+++ SUPPLIED MATERIAL

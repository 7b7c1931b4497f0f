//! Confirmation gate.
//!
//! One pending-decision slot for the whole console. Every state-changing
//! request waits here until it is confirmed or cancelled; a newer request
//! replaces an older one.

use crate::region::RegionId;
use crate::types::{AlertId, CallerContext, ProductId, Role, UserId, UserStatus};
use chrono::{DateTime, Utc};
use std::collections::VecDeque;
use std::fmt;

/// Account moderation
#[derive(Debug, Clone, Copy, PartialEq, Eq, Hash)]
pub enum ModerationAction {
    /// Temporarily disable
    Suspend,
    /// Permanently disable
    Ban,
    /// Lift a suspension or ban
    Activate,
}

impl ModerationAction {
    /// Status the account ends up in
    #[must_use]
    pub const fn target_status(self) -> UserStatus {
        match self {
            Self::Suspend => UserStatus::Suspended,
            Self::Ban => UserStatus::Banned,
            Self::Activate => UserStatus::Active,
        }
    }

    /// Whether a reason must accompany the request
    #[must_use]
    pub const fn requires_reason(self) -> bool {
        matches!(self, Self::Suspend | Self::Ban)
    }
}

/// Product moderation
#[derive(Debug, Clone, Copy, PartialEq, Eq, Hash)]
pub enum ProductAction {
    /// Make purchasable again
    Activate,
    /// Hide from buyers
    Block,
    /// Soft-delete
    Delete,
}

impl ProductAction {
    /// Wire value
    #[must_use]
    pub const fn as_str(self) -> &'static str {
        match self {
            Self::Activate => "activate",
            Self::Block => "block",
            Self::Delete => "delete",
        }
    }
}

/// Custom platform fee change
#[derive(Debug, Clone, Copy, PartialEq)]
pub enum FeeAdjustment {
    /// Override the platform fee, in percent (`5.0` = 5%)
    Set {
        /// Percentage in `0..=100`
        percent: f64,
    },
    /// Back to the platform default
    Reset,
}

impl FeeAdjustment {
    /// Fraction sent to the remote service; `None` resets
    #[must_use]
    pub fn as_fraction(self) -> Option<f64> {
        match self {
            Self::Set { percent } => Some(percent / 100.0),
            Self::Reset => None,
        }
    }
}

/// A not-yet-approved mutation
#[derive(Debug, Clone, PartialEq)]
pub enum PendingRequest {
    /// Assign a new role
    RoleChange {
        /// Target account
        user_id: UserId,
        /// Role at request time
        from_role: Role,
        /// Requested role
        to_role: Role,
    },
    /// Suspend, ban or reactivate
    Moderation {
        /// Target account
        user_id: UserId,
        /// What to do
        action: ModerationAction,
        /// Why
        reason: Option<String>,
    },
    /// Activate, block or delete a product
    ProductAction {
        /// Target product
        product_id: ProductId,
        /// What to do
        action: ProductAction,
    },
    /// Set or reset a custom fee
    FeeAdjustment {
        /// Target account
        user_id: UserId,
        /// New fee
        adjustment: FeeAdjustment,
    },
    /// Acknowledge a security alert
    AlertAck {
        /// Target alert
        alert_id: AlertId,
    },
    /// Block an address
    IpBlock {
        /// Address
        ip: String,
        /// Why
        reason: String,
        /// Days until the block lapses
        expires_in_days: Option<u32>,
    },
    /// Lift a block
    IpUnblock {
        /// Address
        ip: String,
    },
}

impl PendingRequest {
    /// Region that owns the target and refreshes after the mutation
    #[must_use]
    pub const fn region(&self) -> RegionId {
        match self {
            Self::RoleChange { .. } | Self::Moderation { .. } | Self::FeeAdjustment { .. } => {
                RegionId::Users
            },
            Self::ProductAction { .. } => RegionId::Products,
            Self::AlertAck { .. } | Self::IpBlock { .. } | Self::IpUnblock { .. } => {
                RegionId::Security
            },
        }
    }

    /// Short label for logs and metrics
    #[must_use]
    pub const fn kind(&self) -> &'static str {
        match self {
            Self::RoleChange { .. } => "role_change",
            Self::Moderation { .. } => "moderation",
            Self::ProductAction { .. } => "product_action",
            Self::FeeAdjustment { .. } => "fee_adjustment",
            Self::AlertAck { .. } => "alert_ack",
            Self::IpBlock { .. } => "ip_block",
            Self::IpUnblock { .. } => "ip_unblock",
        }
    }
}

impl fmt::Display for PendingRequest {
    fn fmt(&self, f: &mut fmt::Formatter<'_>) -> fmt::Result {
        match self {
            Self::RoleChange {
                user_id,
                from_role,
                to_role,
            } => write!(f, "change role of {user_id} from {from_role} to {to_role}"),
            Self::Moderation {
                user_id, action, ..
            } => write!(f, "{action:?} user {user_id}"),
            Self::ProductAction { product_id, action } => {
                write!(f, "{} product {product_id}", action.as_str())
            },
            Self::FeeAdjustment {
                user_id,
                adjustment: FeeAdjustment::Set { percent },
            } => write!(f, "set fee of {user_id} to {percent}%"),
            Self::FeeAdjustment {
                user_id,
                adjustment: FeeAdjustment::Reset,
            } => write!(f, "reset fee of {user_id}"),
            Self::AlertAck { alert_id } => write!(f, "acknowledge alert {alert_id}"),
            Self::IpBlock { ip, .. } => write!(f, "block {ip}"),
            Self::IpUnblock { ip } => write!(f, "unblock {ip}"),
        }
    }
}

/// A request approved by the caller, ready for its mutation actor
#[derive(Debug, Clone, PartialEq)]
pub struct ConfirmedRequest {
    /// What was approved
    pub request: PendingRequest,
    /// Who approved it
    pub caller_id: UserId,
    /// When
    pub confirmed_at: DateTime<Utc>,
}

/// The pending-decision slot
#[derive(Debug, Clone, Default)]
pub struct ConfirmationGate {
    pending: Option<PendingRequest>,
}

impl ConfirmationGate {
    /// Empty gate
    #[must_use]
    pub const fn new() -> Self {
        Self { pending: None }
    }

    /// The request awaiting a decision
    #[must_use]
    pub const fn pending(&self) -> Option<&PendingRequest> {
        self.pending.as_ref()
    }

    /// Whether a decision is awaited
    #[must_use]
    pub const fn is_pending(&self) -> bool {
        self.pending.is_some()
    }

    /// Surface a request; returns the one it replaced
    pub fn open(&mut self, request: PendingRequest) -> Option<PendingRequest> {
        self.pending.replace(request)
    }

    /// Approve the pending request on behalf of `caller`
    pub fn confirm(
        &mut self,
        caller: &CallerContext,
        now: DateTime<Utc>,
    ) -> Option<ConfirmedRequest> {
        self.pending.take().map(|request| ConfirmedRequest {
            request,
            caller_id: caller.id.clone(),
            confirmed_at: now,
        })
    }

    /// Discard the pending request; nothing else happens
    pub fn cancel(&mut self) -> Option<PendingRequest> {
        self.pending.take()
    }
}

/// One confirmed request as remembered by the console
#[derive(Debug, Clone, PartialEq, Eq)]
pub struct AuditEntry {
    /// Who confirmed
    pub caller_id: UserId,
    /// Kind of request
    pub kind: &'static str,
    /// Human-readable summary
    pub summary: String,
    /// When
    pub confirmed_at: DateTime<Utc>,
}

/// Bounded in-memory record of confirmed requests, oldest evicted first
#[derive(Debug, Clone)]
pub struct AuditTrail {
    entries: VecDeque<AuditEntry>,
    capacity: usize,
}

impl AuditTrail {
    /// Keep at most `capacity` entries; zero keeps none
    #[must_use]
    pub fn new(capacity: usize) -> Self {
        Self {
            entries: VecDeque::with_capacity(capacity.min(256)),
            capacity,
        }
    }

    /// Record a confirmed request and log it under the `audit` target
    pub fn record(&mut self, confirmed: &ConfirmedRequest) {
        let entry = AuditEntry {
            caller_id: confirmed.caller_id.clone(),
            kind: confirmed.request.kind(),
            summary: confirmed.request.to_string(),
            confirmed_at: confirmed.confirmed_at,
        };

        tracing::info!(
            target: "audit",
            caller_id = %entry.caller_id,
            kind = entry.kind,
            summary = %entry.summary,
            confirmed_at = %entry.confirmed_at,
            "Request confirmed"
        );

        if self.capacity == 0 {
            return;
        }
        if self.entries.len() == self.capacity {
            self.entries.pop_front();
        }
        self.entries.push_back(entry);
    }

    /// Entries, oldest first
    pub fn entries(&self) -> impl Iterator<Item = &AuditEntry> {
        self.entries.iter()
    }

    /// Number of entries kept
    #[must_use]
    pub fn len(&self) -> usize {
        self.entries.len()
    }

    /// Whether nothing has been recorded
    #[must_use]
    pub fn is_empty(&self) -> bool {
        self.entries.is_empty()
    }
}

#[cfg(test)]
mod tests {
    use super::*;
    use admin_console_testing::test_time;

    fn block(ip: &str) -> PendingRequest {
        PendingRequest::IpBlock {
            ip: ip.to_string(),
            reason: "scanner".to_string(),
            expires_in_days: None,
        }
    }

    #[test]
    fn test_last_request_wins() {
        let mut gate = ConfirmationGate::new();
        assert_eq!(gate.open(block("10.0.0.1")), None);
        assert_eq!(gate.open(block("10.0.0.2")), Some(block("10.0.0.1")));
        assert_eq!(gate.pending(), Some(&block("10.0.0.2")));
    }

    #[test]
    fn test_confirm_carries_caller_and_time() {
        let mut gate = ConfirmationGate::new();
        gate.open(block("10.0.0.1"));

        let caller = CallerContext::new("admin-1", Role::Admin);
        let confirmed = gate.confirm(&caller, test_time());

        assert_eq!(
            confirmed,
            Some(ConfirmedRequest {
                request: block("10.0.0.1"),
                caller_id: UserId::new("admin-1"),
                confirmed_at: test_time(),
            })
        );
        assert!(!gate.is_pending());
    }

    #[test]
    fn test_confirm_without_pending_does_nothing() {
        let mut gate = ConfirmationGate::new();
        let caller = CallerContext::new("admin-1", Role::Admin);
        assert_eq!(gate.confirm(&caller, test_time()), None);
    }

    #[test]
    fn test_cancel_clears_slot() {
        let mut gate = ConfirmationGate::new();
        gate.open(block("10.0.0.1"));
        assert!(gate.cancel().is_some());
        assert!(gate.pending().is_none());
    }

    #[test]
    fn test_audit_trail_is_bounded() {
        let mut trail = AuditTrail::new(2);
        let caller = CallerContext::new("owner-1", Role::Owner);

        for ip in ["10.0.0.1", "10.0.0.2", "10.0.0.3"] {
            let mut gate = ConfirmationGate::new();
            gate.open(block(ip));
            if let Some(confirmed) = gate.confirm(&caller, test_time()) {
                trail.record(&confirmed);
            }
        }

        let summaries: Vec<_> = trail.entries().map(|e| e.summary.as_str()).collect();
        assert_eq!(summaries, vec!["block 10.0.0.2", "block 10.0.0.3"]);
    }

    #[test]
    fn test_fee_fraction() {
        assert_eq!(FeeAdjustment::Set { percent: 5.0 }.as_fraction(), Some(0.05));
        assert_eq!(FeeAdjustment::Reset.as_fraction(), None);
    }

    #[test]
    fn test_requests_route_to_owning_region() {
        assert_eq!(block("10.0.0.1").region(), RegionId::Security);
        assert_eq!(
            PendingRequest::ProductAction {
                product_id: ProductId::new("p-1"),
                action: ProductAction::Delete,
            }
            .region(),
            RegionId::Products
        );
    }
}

++++++
+++ SUPPLIED MATERIAL

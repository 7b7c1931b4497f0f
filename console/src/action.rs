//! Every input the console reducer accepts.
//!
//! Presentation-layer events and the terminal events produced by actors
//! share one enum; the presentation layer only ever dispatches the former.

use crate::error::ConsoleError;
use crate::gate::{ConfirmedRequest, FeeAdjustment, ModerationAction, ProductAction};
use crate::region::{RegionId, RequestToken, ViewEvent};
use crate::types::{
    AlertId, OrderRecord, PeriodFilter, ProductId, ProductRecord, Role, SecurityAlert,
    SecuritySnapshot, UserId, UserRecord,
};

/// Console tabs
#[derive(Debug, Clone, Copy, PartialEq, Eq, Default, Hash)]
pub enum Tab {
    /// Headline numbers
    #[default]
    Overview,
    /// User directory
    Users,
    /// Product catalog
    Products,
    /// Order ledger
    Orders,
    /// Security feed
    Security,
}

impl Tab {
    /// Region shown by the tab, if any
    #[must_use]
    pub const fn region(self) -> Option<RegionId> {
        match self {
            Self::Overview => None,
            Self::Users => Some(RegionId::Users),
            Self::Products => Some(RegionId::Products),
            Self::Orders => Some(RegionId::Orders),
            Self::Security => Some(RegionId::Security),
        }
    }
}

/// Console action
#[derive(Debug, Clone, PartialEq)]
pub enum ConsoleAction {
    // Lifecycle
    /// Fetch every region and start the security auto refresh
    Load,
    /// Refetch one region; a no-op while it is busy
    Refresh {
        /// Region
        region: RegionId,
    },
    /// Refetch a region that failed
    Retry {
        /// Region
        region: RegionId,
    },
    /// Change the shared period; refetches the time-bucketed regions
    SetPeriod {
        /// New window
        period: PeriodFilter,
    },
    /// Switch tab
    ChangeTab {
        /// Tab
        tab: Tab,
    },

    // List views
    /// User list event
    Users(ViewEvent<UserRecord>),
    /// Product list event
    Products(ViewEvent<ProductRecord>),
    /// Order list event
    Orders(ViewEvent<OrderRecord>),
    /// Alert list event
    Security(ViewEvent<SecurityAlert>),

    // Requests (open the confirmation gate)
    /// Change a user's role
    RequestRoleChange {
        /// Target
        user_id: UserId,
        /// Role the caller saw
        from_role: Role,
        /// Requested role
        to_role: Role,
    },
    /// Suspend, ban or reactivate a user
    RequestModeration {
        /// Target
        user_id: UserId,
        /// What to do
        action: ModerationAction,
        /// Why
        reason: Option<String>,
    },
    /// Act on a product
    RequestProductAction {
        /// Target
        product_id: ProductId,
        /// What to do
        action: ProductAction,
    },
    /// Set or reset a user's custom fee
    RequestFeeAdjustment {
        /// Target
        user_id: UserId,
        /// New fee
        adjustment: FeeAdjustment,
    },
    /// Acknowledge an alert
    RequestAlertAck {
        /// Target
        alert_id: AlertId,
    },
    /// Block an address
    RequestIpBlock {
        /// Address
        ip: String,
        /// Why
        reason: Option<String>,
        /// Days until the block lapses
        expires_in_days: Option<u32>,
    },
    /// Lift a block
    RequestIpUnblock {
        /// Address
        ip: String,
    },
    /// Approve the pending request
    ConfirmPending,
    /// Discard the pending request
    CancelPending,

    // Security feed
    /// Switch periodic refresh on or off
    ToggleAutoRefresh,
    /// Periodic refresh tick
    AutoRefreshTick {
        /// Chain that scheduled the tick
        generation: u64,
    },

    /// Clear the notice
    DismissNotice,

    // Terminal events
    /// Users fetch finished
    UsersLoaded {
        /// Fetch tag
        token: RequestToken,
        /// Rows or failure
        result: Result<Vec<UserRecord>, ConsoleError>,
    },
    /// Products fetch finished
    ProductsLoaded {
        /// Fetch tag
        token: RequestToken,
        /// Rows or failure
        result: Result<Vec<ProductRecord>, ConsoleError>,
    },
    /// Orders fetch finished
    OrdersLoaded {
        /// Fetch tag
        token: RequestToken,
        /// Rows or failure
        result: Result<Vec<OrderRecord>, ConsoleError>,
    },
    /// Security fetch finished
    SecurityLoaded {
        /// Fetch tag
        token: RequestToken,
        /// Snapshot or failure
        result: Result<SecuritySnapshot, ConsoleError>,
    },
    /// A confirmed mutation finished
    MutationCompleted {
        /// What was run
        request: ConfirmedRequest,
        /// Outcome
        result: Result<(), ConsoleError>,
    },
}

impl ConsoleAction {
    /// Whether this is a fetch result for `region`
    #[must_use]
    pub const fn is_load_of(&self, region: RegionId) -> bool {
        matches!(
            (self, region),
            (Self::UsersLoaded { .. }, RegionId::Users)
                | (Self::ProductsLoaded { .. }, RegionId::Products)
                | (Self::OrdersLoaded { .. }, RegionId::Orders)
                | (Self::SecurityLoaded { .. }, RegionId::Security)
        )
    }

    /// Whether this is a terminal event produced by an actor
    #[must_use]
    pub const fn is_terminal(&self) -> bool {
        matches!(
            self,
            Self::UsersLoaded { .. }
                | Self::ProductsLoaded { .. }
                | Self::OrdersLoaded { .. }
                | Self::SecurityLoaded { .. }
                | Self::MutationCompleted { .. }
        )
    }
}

++++++
+++ SUPPLIED MATERIAL

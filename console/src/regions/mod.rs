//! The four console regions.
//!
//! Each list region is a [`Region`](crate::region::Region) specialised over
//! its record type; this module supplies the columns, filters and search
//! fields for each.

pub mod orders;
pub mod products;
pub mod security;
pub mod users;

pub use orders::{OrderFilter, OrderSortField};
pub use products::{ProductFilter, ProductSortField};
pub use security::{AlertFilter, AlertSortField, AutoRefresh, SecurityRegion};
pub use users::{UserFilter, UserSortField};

++++++

Reproduce each line above that contains "PeriodFilter".

    AlertId, OrderRecord, PeriodFilter, ProductId, ProductRecord, Role, SecurityAlert,
        period: PeriodFilter,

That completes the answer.